This is a website about my great grandfather, Zuinglius Stapok (Staple?) Hundley. I'm hoping that people doing an internet search on him will find this page and contact me, as the family records don't go very far back.
Zuinglius was born near Salem, Virginia on March 24, 1845. From the 1850 Census records (their last name was misspelled as ``Hunnely"; CENSUS YR: 1850 STATE: Virginia COUNTY: Botetourt DIVISION: Western District No. 8 REEL NO: M432-936 SHEET NO: 83A), his mother was Caroline Morrill and his father was Wellington (born approx 1819, he and Caroline were the same age). The census lists James T. as his older brother, Valentino was his younger brother, and Virgina A. was his sister.
I believe that shortly before the Civil War, Wellington died, and the family split up. Z.S. and some of his brothers stayed in Virginia, and fought for the South. Others went with Caroline to New York. Z.S. apparently kept in contact with his nephew Millard in New York in his later years.

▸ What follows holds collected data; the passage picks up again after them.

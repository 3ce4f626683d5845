//! # TETHER Protocol
//!
//! **T**opic-**E**nveloped **T**ransport over an **H**ttp-upgraded
//! **E**ndpoint **R**elay
//!
//! TETHER keeps two constrained devices (a *controller* reading an analog
//! input and a *receiver* driving an actuator) synchronized through a shared
//! publish/subscribe relay reachable only over a WebSocket. Neither device
//! can open a socket to the other; everything is multiplexed through one
//! relay connection per device, addressed by topic. It provides:
//!
//! - **Framing**: a minimal RFC 6455 client codec (masking, 7/16/64-bit
//!   lengths, control frames) with bounded-memory reassembly
//! - **Envelopes**: the relay's JSON-in-JSON broadcast format unwrapped into
//!   plain `(topic, value)` events
//! - **Convergence**: change-threshold suppression, heartbeats, partner
//!   liveness, and a guaranteed state resync after every reconnect
//! - **Resilience**: bounded reconnect with backoff, send-rate capping, and
//!   a single-writer cooperative loop that never corrupts the stream
//!
//! ## Feature Flags
//!
//! - `transport` (default): handshake, TLS, and the connection supervisor
//!
//! ## Modules
//!
//! - [`core`]: configuration, constants, errors, and the device I/O trait
//! - [`ws`]: WebSocket frame codec, reassembly, and the upgrade handshake
//! - [`channel`]: relay envelope wrap/unwrap
//! - [`sync`]: the synchronization state machine
//! - [`client`]: connection supervisor (requires `transport`)
//!
//! ## Example Usage
//!
//! ```rust
//! use std::time::Instant;
//! use tether_protocol::prelude::*;
//!
//! let config = LinkConfig::for_role(Role::Controller);
//! let mut sync = SyncProtocol::new(&config);
//!
//! let now = Instant::now();
//! sync.on_connection_established(now);
//!
//! // The first reading after a connection always publishes.
//! let event = sync.on_local_value_changed(120.0, now).unwrap();
//! assert_eq!(event.topic, "/controller/status");
//!
//! // A wiggle below the change threshold is suppressed.
//! assert!(sync.on_local_value_changed(121.0, now).is_none());
//! ```

#![forbid(unsafe_code)]
#![warn(missing_docs)]
#![cfg_attr(docsrs, feature(doc_cfg))]

// Core module (always included)
pub mod core;

// WebSocket client protocol engine (handshake requires `transport`)
pub mod ws;

// Relay envelope layer
pub mod channel;

// Synchronization state machine
pub mod sync;

// Connection supervisor (feature-gated)
#[cfg(feature = "transport")]
#[cfg_attr(docsrs, doc(cfg(feature = "transport")))]
pub mod client;

/// Prelude module for convenient imports.
pub mod prelude {
    // Core configuration, errors, and the hardware seam
    pub use crate::core::*;

    // Frame codec and reassembly
    pub use crate::ws::{DecodeOutcome, Frame, FrameAssembler, FrameError, Opcode};

    // Envelope layer
    pub use crate::channel::{ChannelEvent, EnvelopeError, TopicEvent};

    // Sync state machine
    pub use crate::sync::{PeerState, RateWindow, SyncPhase, SyncProtocol};

    // Supervisor (when enabled)
    #[cfg(feature = "transport")]
    pub use crate::client::{ConnectionState, ConnectionSupervisor};
}

// Re-export commonly used items at crate root
pub use crate::channel::TopicEvent;
pub use crate::core::{DeviceIo, LinkConfig, Role, TetherError};
pub use crate::sync::SyncProtocol;

#[cfg(feature = "transport")]
pub use crate::client::ConnectionSupervisor;
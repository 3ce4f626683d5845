//! TETHER Protocol - WebSocket Client Engine
//!
//! A minimal RFC 6455 client. It provides:
//!
//! - **Frame codec**: [`encode`]/[`decode`] for single frames with masking
//!   and 7/16/64-bit length handling
//! - **Reassembly**: [`FrameAssembler`] turns arbitrarily chunked socket
//!   reads into complete frames under a hard memory cap
//! - **Handshake**: [`connect`] performs the HTTP Upgrade exchange
//!   (requires the `transport` feature)
//!
//! # Architecture
//!
//! ```text
//! ┌─────────────────────────────────────────┐
//! │           Envelope Layer                │
//! ├─────────────────────────────────────────┤
//! │         WebSocket Engine                │  ← this module
//! │   handshake, frames, reassembly         │
//! ├─────────────────────────────────────────┤
//! │           TCP / TLS                     │
//! └─────────────────────────────────────────┘
//! ```
//!
//! Deliberately not a general WebSocket implementation: no server side, no
//! extensions or subprotocol negotiation, and no continuation reassembly:
//! the relay speaks in single logical frames.

mod assembler;
mod frame;

#[cfg(feature = "transport")]
#[cfg_attr(docsrs, doc(cfg(feature = "transport")))]
mod handshake;

pub use assembler::FrameAssembler;
pub use frame::{DecodeOutcome, Frame, FrameError, Opcode, decode, encode};

#[cfg(feature = "transport")]
pub use handshake::{Established, HandshakeError, RelayStream, connect};
//! Frame reassembly from arbitrarily chunked socket reads.
//!
//! The relay link delivers bytes with no respect for frame boundaries: a
//! read may carry half a frame, three frames and a tail, or a lone header
//! byte. [`FrameAssembler`] accumulates reads and drains complete frames off
//! the front, under a hard memory cap suitable for constrained targets.
//!
//! Control frames are intercepted here: a `Ping` is answered by queueing a
//! `Pong` with the same payload (collected via [`take_pongs`]), and a
//! `Close` raises a flag the connection supervisor polls. Data frames that
//! were already complete in the buffer are still delivered when a `Close`
//! arrives behind them in the same read.
//!
//! [`take_pongs`]: FrameAssembler::take_pongs

use tracing::{debug, warn};

use super::frame::{self, DecodeOutcome, Frame, Opcode};
use crate::core::constants::MAX_HEADER_SIZE;

/// Turns raw reads into complete frames.
pub struct FrameAssembler {
    /// Accumulated bytes not yet forming a complete frame.
    buffer: Vec<u8>,
    /// Maximum payload passed through to the decoder.
    max_frame_size: usize,
    /// Hard cap on the accumulator.
    capacity: usize,
    /// Pong replies waiting to be written.
    pongs: Vec<Frame>,
    /// Set once a Close frame has been seen.
    close_received: bool,
}

impl FrameAssembler {
    /// Create an assembler for frames up to `max_frame_size` payload bytes.
    ///
    /// The accumulator cap leaves room for two maximum frames plus headers,
    /// so one complete frame can sit in front of a partial one.
    pub fn new(max_frame_size: usize) -> Self {
        Self {
            buffer: Vec::new(),
            max_frame_size,
            capacity: 2 * (max_frame_size + MAX_HEADER_SIZE),
            pongs: Vec::new(),
            close_received: false,
        }
    }

    /// Feed bytes from a socket read; returns the data frames completed.
    ///
    /// Ping and Close frames are consumed here and never returned. On a
    /// corrupt header the whole accumulator is discarded; resynchronizing
    /// on the next read beats compounding a lost framing offset. If the
    /// accumulator would exceed its cap without yielding a frame, the
    /// *oldest* bytes are dropped; newer data is the likelier carrier of
    /// the still-incoming frame's tail.
    pub fn feed(&mut self, bytes: &[u8]) -> Vec<Frame> {
        self.buffer.extend_from_slice(bytes);

        let mut out = Vec::new();
        loop {
            match frame::decode(&self.buffer, self.max_frame_size) {
                Ok(DecodeOutcome::Complete { frame, consumed }) => {
                    self.buffer.drain(..consumed);
                    self.dispatch(frame, &mut out);
                }
                Ok(DecodeOutcome::Incomplete) => break,
                Err(e) => {
                    warn!(error = %e, discarded = self.buffer.len(), "corrupt frame, resetting accumulator");
                    self.buffer.clear();
                    break;
                }
            }
        }

        if self.buffer.len() > self.capacity {
            let excess = self.buffer.len() - self.capacity;
            debug!(dropped = excess, "accumulator over cap, dropping oldest bytes");
            self.buffer.drain(..excess);
        }

        out
    }

    fn dispatch(&mut self, frame: Frame, out: &mut Vec<Frame>) {
        match frame.opcode {
            Opcode::Ping => {
                debug!(len = frame.payload.len(), "ping, queueing pong");
                self.pongs.push(Frame::pong(frame.payload));
            }
            Opcode::Pong => {
                // Unsolicited pongs are allowed and carry no obligation.
                debug!("pong received");
            }
            Opcode::Close => {
                debug!("close frame received");
                self.close_received = true;
            }
            Opcode::Continuation => {
                // Continuation reassembly is out of scope; the relay sends
                // single logical frames.
                debug!("continuation frame ignored");
            }
            Opcode::Text | Opcode::Binary => out.push(frame),
        }
    }

    /// Take the pong replies queued since the last call.
    pub fn take_pongs(&mut self) -> Vec<Frame> {
        std::mem::take(&mut self.pongs)
    }

    /// Whether a Close frame has been received on this connection.
    pub fn close_received(&self) -> bool {
        self.close_received
    }

    /// Bytes currently buffered.
    pub fn buffered(&self) -> usize {
        self.buffer.len()
    }

    /// Clear all per-connection state for a fresh connection.
    pub fn reset(&mut self) {
        self.buffer.clear();
        self.pongs.clear();
        self.close_received = false;
    }
}
//! WebSocket upgrade handshake.
//!
//! One HTTP/1.1 Upgrade exchange per connection attempt, bounded by an
//! overall timeout, producing an established byte stream or a typed failure.
//!
//! A correctness detail that is easy to get wrong: the read that finds the
//! `\r\n\r\n` header terminator routinely also contains the first WebSocket
//! frames (the relay sends its `welcome` immediately). Those bytes belong to
//! the frame stream and are returned in [`Established::leftover`]; they must
//! be fed to the assembler, never discarded.

use std::pin::Pin;
use std::sync::Arc;
use std::task::{Context, Poll};

use base64::Engine as _;
use base64::engine::general_purpose::STANDARD as BASE64;
use thiserror::Error;
use tokio::io::{self, AsyncRead, AsyncReadExt, AsyncWrite, AsyncWriteExt, ReadBuf};
use tokio::net::TcpStream;
use tokio::net::lookup_host;
use tokio_rustls::TlsConnector;
use tokio_rustls::client::TlsStream;
use tokio_rustls::rustls::pki_types::ServerName;
use tokio_rustls::rustls::{ClientConfig, RootCertStore};
use tracing::{debug, info};

use crate::core::LinkConfig;
use crate::core::constants::{HANDSHAKE_KEY_SIZE, MAX_HANDSHAKE_RESPONSE, WS_VERSION};

/// Errors that can occur during the upgrade handshake.
#[derive(Debug, Error)]
pub enum HandshakeError {
    /// Hostname resolution failed.
    #[error("dns resolution failed: {0}")]
    Dns(String),

    /// TLS setup or negotiation failed.
    #[error("tls failure: {0}")]
    Tls(String),

    /// The overall connect timeout elapsed.
    #[error("handshake timed out")]
    Timeout,

    /// The server answered, but not with `101 Switching Protocols`.
    #[error("server did not switch protocols: {0}")]
    NonSwitchingResponse(String),

    /// Socket-level failure during the exchange.
    #[error("i/o error: {0}")]
    Io(#[from] std::io::Error),
}

/// The byte stream under an established WebSocket connection.
///
/// Either direction of TLS; both variants are `Unpin`, so the delegating
/// poll impls stay free of projection.
pub enum RelayStream {
    /// Plain TCP (local test relays).
    Plain(TcpStream),
    /// TLS over TCP.
    Tls(Box<TlsStream<TcpStream>>),
}

impl AsyncRead for RelayStream {
    fn poll_read(
        self: Pin<&mut Self>,
        cx: &mut Context<'_>,
        buf: &mut ReadBuf<'_>,
    ) -> Poll<io::Result<()>> {
        match self.get_mut() {
            Self::Plain(s) => Pin::new(s).poll_read(cx, buf),
            Self::Tls(s) => Pin::new(s.as_mut()).poll_read(cx, buf),
        }
    }
}

impl AsyncWrite for RelayStream {
    fn poll_write(
        self: Pin<&mut Self>,
        cx: &mut Context<'_>,
        buf: &[u8],
    ) -> Poll<io::Result<usize>> {
        match self.get_mut() {
            Self::Plain(s) => Pin::new(s).poll_write(cx, buf),
            Self::Tls(s) => Pin::new(s.as_mut()).poll_write(cx, buf),
        }
    }

    fn poll_flush(self: Pin<&mut Self>, cx: &mut Context<'_>) -> Poll<io::Result<()>> {
        match self.get_mut() {
            Self::Plain(s) => Pin::new(s).poll_flush(cx),
            Self::Tls(s) => Pin::new(s.as_mut()).poll_flush(cx),
        }
    }

    fn poll_shutdown(self: Pin<&mut Self>, cx: &mut Context<'_>) -> Poll<io::Result<()>> {
        match self.get_mut() {
            Self::Plain(s) => Pin::new(s).poll_shutdown(cx),
            Self::Tls(s) => Pin::new(s.as_mut()).poll_shutdown(cx),
        }
    }
}

/// An upgraded connection ready for frame traffic.
pub struct Established {
    /// The underlying byte stream.
    pub stream: RelayStream,
    /// Bytes received after the response head in the same reads.
    /// Already part of the WebSocket stream; feed to the assembler.
    pub leftover: Vec<u8>,
}

impl std::fmt::Debug for Established {
    fn fmt(&self, f: &mut std::fmt::Formatter<'_>) -> std::fmt::Result {
        f.debug_struct("Established")
            .field("leftover", &self.leftover)
            .finish_non_exhaustive()
    }
}

/// Perform the upgrade handshake against the configured relay.
///
/// The whole exchange (DNS, TCP connect, TLS, request, response head) runs
/// under `config.connect_timeout`.
pub async fn connect(config: &LinkConfig) -> Result<Established, HandshakeError> {
    match tokio::time::timeout(config.connect_timeout, connect_inner(config)).await {
        Ok(result) => result,
        Err(_) => Err(HandshakeError::Timeout),
    }
}

async fn connect_inner(config: &LinkConfig) -> Result<Established, HandshakeError> {
    let addr = lookup_host((config.host.as_str(), config.port))
        .await
        .map_err(|e| HandshakeError::Dns(e.to_string()))?
        .next()
        .ok_or_else(|| HandshakeError::Dns(format!("no addresses for {}", config.host)))?;

    debug!(%addr, host = %config.host, "connecting");
    let tcp = TcpStream::connect(addr).await?;

    let mut stream = if config.tls {
        let connector = tls_connector();
        let server_name = ServerName::try_from(config.host.clone())
            .map_err(|e| HandshakeError::Tls(e.to_string()))?;
        let tls = connector
            .connect(server_name, tcp)
            .await
            .map_err(|e| HandshakeError::Tls(e.to_string()))?;
        RelayStream::Tls(Box::new(tls))
    } else {
        RelayStream::Plain(tcp)
    };

    let key = BASE64.encode(rand::random::<[u8; HANDSHAKE_KEY_SIZE]>());
    let request = format!(
        "GET {path} HTTP/1.1\r\n\
         Host: {host}\r\n\
         Upgrade: websocket\r\n\
         Connection: Upgrade\r\n\
         Sec-WebSocket-Key: {key}\r\n\
         Sec-WebSocket-Version: {version}\r\n\
         Origin: {origin}\r\n\
         \r\n",
        path = config.path,
        host = config.host,
        key = key,
        version = WS_VERSION,
        origin = config.origin,
    );
    stream.write_all(request.as_bytes()).await?;

    // Read until the header terminator; anything past it is frame data.
    let mut response = Vec::new();
    let mut chunk = [0u8; 512];
    let head_end = loop {
        if let Some(pos) = find_terminator(&response) {
            break pos;
        }
        if response.len() > MAX_HANDSHAKE_RESPONSE {
            return Err(HandshakeError::NonSwitchingResponse(
                "response head too large".to_string(),
            ));
        }
        let n = stream.read(&mut chunk).await?;
        if n == 0 {
            return Err(HandshakeError::NonSwitchingResponse(
                "connection closed before response completed".to_string(),
            ));
        }
        response.extend_from_slice(&chunk[..n]);
    };

    let head = String::from_utf8_lossy(&response[..head_end]);
    let status_line = head.lines().next().unwrap_or_default();
    if !status_line.contains("101") {
        return Err(HandshakeError::NonSwitchingResponse(
            status_line.to_string(),
        ));
    }

    let leftover = response[head_end + 4..].to_vec();
    info!(
        host = %config.host,
        path = %config.path,
        leftover = leftover.len(),
        "websocket established"
    );

    Ok(Established { stream, leftover })
}

/// Offset of `\r\n\r\n` in `buf`, if present.
fn find_terminator(buf: &[u8]) -> Option<usize> {
    buf.windows(4).position(|w| w == b"\r\n\r\n")
}

fn tls_connector() -> TlsConnector {
    let mut roots = RootCertStore::empty();
    roots.extend(webpki_roots::TLS_SERVER_ROOTS.iter().cloned());
    let config = ClientConfig::builder()
        .with_root_certificates(roots)
        .with_no_client_auth();
    TlsConnector::from(Arc::new(config))
}

#[cfg(test)]
mod tests {
    use super::*;
    use crate::core::Role;
    use tokio::net::TcpListener;

    fn local_config(port: u16) -> LinkConfig {
        let mut config = LinkConfig::for_role(Role::Controller);
        config.host = "127.0.0.1".to_string();
        config.port = port;
        config.tls = false;
        config.connect_timeout = std::time::Duration::from_secs(2);
        config
    }

    #[test]
    fn test_find_terminator() {
        assert_eq!(find_terminator(b"HTTP/1.1 101\r\n\r\nrest"), Some(12));
        assert_eq!(find_terminator(b"HTTP/1.1 101\r\n"), None);
        assert_eq!(find_terminator(b""), None);
    }

    #[tokio::test]
    async fn test_upgrade_and_leftover_preserved() {
        let listener = TcpListener::bind("127.0.0.1:0").await.unwrap();
        let port = listener.local_addr().unwrap().port();

        let server = tokio::spawn(async move {
            let (mut sock, _) = listener.accept().await.unwrap();
            let mut buf = vec![0u8; 2048];
            let n = sock.read(&mut buf).await.unwrap();
            let request = String::from_utf8_lossy(&buf[..n]).to_string();

            // Respond 101 with frame bytes glued into the same write.
            let mut reply =
                b"HTTP/1.1 101 Switching Protocols\r\nUpgrade: websocket\r\n\r\n".to_vec();
            reply.extend_from_slice(&[0x81, 0x02, b'h', b'i']);
            sock.write_all(&reply).await.unwrap();
            request
        });

        let established = connect(&local_config(port)).await.unwrap();
        assert_eq!(established.leftover, &[0x81, 0x02, b'h', b'i']);

        let request = server.await.unwrap();
        assert!(request.starts_with("GET /api/channels/default HTTP/1.1\r\n"));
        assert!(request.contains("Upgrade: websocket\r\n"));
        assert!(request.contains("Sec-WebSocket-Version: 13\r\n"));
        assert!(request.contains("Sec-WebSocket-Key: "));
        assert!(request.contains("Origin: "));
    }

    #[tokio::test]
    async fn test_non_switching_response() {
        let listener = TcpListener::bind("127.0.0.1:0").await.unwrap();
        let port = listener.local_addr().unwrap().port();

        tokio::spawn(async move {
            let (mut sock, _) = listener.accept().await.unwrap();
            let mut buf = vec![0u8; 2048];
            let _ = sock.read(&mut buf).await.unwrap();
            sock.write_all(b"HTTP/1.1 404 Not Found\r\n\r\n").await.unwrap();
        });

        let err = connect(&local_config(port)).await.unwrap_err();
        match err {
            HandshakeError::NonSwitchingResponse(line) => assert!(line.contains("404")),
            other => panic!("unexpected error: {other}"),
        }
    }

    #[tokio::test]
    async fn test_timeout_when_server_stalls() {
        let listener = TcpListener::bind("127.0.0.1:0").await.unwrap();
        let port = listener.local_addr().unwrap().port();

        tokio::spawn(async move {
            // Accept and never answer.
            let (_sock, _) = listener.accept().await.unwrap();
            tokio::time::sleep(std::time::Duration::from_secs(10)).await;
        });

        let mut config = local_config(port);
        config.connect_timeout = std::time::Duration::from_millis(100);
        let err = connect(&config).await.unwrap_err();
        assert!(matches!(err, HandshakeError::Timeout));
    }

    #[tokio::test]
    async fn test_dns_failure() {
        let mut config = local_config(1);
        config.host = "host.invalid".to_string();
        let err = connect(&config).await.unwrap_err();
        assert!(matches!(err, HandshakeError::Dns(_) | HandshakeError::Io(_)));
    }
}
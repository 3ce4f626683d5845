//! Link configuration.
//!
//! One [`LinkConfig`] describes everything a device needs to join the relay:
//! where the relay lives, which topics to speak, and the timing/limit knobs
//! of the sync protocol. Defaults mirror a deployed device pair.

use std::time::Duration;

use super::constants;
use super::error::TetherError;
use super::traits::Role;

/// Configuration for one relay link.
#[derive(Debug, Clone)]
pub struct LinkConfig {
    /// Relay hostname.
    pub host: String,

    /// Relay port (443 for TLS).
    pub port: u16,

    /// Handshake request path, including the channel.
    pub path: String,

    /// Use TLS. Plain TCP is only useful against local test relays.
    pub tls: bool,

    /// `Origin` header sent during the upgrade handshake.
    pub origin: String,

    /// Device name; the publish topic is `/<device_name>/status`.
    pub device_name: String,

    /// Topic this device listens for (the partner's publish topic).
    pub listen_topic: String,

    /// Minimum value change that triggers a publish.
    pub change_threshold: f64,

    /// Emit a heartbeat after this long without any outbound message.
    pub heartbeat_interval: Duration,

    /// Declare the partner stale after this long without a peer event.
    pub partner_timeout: Duration,

    /// Declare the relay link dead after this long without inbound bytes.
    pub message_timeout: Duration,

    /// Consecutive failed connection attempts before giving up.
    pub max_reconnect_attempts: u32,

    /// Base reconnect backoff; doubles per failed attempt.
    pub reconnect_backoff: Duration,

    /// Maximum frame payload accepted or produced.
    pub max_message_size: usize,

    /// Sends admitted per rate window.
    pub max_messages_per_window: u32,

    /// Length of one rate window.
    pub window_length: Duration,

    /// Settle delay before a post-reconnect resync counts as complete.
    pub resync_settle: Duration,

    /// Values are clamped to this closed range before use.
    pub value_range: (f64, f64),

    /// Bounded wait on each socket read poll.
    pub read_poll_interval: Duration,

    /// Overall handshake/connect timeout.
    pub connect_timeout: Duration,
}

impl Default for LinkConfig {
    fn default() -> Self {
        Self::for_role(Role::Controller)
    }
}

impl LinkConfig {
    /// Configuration for the given role with default topics.
    ///
    /// A controller publishes `/controller/status` and listens on
    /// `/receiver/status`; a receiver is the mirror image.
    pub fn for_role(role: Role) -> Self {
        Self {
            host: "relay.invalid".to_string(),
            port: 443,
            path: "/api/channels/default".to_string(),
            tls: true,
            origin: "https://tether-device".to_string(),
            device_name: role.device_name().to_string(),
            listen_topic: format!("/{}/status", role.partner().device_name()),
            change_threshold: constants::DEFAULT_CHANGE_THRESHOLD,
            heartbeat_interval: constants::DEFAULT_HEARTBEAT_INTERVAL,
            partner_timeout: constants::DEFAULT_PARTNER_TIMEOUT,
            message_timeout: constants::DEFAULT_MESSAGE_TIMEOUT,
            max_reconnect_attempts: constants::DEFAULT_MAX_RECONNECT_ATTEMPTS,
            reconnect_backoff: constants::DEFAULT_RECONNECT_BACKOFF,
            max_message_size: constants::DEFAULT_MAX_MESSAGE_SIZE,
            max_messages_per_window: constants::DEFAULT_MAX_MESSAGES_PER_WINDOW,
            window_length: constants::DEFAULT_WINDOW_LENGTH,
            resync_settle: constants::DEFAULT_RESYNC_SETTLE,
            value_range: constants::DEFAULT_VALUE_RANGE,
            read_poll_interval: constants::DEFAULT_READ_POLL_INTERVAL,
            connect_timeout: constants::DEFAULT_CONNECT_TIMEOUT,
        }
    }

    /// Topic this device publishes on.
    pub fn publish_topic(&self) -> String {
        format!("/{}/status", self.device_name)
    }

    /// Center of the value range; the safe position applied on shutdown.
    pub fn center_value(&self) -> f64 {
        (self.value_range.0 + self.value_range.1) / 2.0
    }

    /// Check internal consistency.
    pub fn validate(&self) -> Result<(), TetherError> {
        if self.host.is_empty() {
            return Err(TetherError::Config("host must not be empty".into()));
        }
        if self.device_name.is_empty() {
            return Err(TetherError::Config("device_name must not be empty".into()));
        }
        if self.change_threshold < 0.0 {
            return Err(TetherError::Config(
                "change_threshold must be non-negative".into(),
            ));
        }
        if self.value_range.0 >= self.value_range.1 {
            return Err(TetherError::Config(
                "value_range must be a non-empty interval".into(),
            ));
        }
        if self.max_message_size < constants::MAX_HEADER_SIZE {
            return Err(TetherError::Config("max_message_size too small".into()));
        }
        if self.max_messages_per_window == 0 {
            return Err(TetherError::Config(
                "max_messages_per_window must be at least 1".into(),
            ));
        }
        if self.window_length.is_zero() {
            return Err(TetherError::Config(
                "window_length must be non-zero".into(),
            ));
        }
        Ok(())
    }
}

/// Builder for creating a [`LinkConfig`].
#[derive(Debug)]
pub struct LinkConfigBuilder {
    config: LinkConfig,
}

impl LinkConfigBuilder {
    /// Start from the defaults for `role`.
    pub fn new(role: Role) -> Self {
        Self {
            config: LinkConfig::for_role(role),
        }
    }

    /// Set the relay host.
    pub fn host(mut self, host: impl Into<String>) -> Self {
        self.config.host = host.into();
        self
    }

    /// Set the relay port.
    pub fn port(mut self, port: u16) -> Self {
        self.config.port = port;
        self
    }

    /// Set the handshake path.
    pub fn path(mut self, path: impl Into<String>) -> Self {
        self.config.path = path.into();
        self
    }

    /// Enable or disable TLS.
    pub fn tls(mut self, tls: bool) -> Self {
        self.config.tls = tls;
        self
    }

    /// Set the device name (publish topic becomes `/<name>/status`).
    pub fn device_name(mut self, name: impl Into<String>) -> Self {
        self.config.device_name = name.into();
        self
    }

    /// Set the listen topic.
    pub fn listen_topic(mut self, topic: impl Into<String>) -> Self {
        self.config.listen_topic = topic.into();
        self
    }

    /// Set the change threshold.
    pub fn change_threshold(mut self, threshold: f64) -> Self {
        self.config.change_threshold = threshold;
        self
    }

    /// Set the heartbeat interval.
    pub fn heartbeat_interval(mut self, interval: Duration) -> Self {
        self.config.heartbeat_interval = interval;
        self
    }

    /// Set the partner timeout.
    pub fn partner_timeout(mut self, timeout: Duration) -> Self {
        self.config.partner_timeout = timeout;
        self
    }

    /// Set the relay idle timeout.
    pub fn message_timeout(mut self, timeout: Duration) -> Self {
        self.config.message_timeout = timeout;
        self
    }

    /// Set the reconnect attempt bound.
    pub fn max_reconnect_attempts(mut self, attempts: u32) -> Self {
        self.config.max_reconnect_attempts = attempts;
        self
    }

    /// Set the base reconnect backoff.
    pub fn reconnect_backoff(mut self, backoff: Duration) -> Self {
        self.config.reconnect_backoff = backoff;
        self
    }

    /// Set the maximum message size.
    pub fn max_message_size(mut self, size: usize) -> Self {
        self.config.max_message_size = size;
        self
    }

    /// Set the rate window admission count.
    pub fn max_messages_per_window(mut self, count: u32) -> Self {
        self.config.max_messages_per_window = count;
        self
    }

    /// Set the rate window length.
    pub fn window_length(mut self, length: Duration) -> Self {
        self.config.window_length = length;
        self
    }

    /// Set the resync settle delay.
    pub fn resync_settle(mut self, settle: Duration) -> Self {
        self.config.resync_settle = settle;
        self
    }

    /// Set the accepted value range.
    pub fn value_range(mut self, min: f64, max: f64) -> Self {
        self.config.value_range = (min, max);
        self
    }

    /// Set the connect timeout.
    pub fn connect_timeout(mut self, timeout: Duration) -> Self {
        self.config.connect_timeout = timeout;
        self
    }

    /// Validate and build the configuration.
    pub fn build(self) -> Result<LinkConfig, TetherError> {
        self.config.validate()?;
        Ok(self.config)
    }
}
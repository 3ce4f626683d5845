//! TETHER Protocol - Core Types
//!
//! Configuration, protocol constants, the error taxonomy, and the trait
//! boundary to the physical device. Everything here is I/O-free.

mod config;
pub mod constants;
mod error;
mod traits;

pub use config::{LinkConfig, LinkConfigBuilder};
pub use error::TetherError;
pub use traits::{DeviceIo, Role};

Z.S. and his brother James (and brother Samuel?) signed on to the 36th Calvary, Company E in 1863. Z.S. survived, but his brother James was captured in October of 1864, and died in the POW camp, Camp Chase Ohio (Grave number 668).
After the war, it is unclear what Z.S. was up to. He seemed to travel quite a bit, and at one point was one a steamship where he was hit on the head, robbed, and left for dead. He recovered, but the injury gave him pain into his retirement years. He went to Sioux City Iowa and at the age of 37 married the 16 year old Ella (Ellamore) Buchanon. They had moved to Yakima, WA and were farming at the time of the 1900 census. Zuinglius and Ella had seven children at that point, sons Lucien, Arthur, and Oliver, and daughters Una, May, Myrtle and Beulah. Oliver, Arthur and Ella remained in Washington State, where Arthur served in the Army and Oliver in the Navy.
Zuinglius entered the Old Soldier's Home in Richmond, VA, in 1913. He resided there until he passed away in 1926 at the age of 81. He is buried in the Hollywood Cemetery, in Richmond, Virginia.
While at the Old Soldier's Home, Zuinglius made some great picture frames- they are documented on John Sholl's website about tramp art (Thanks to John for helping me with the genealogy!).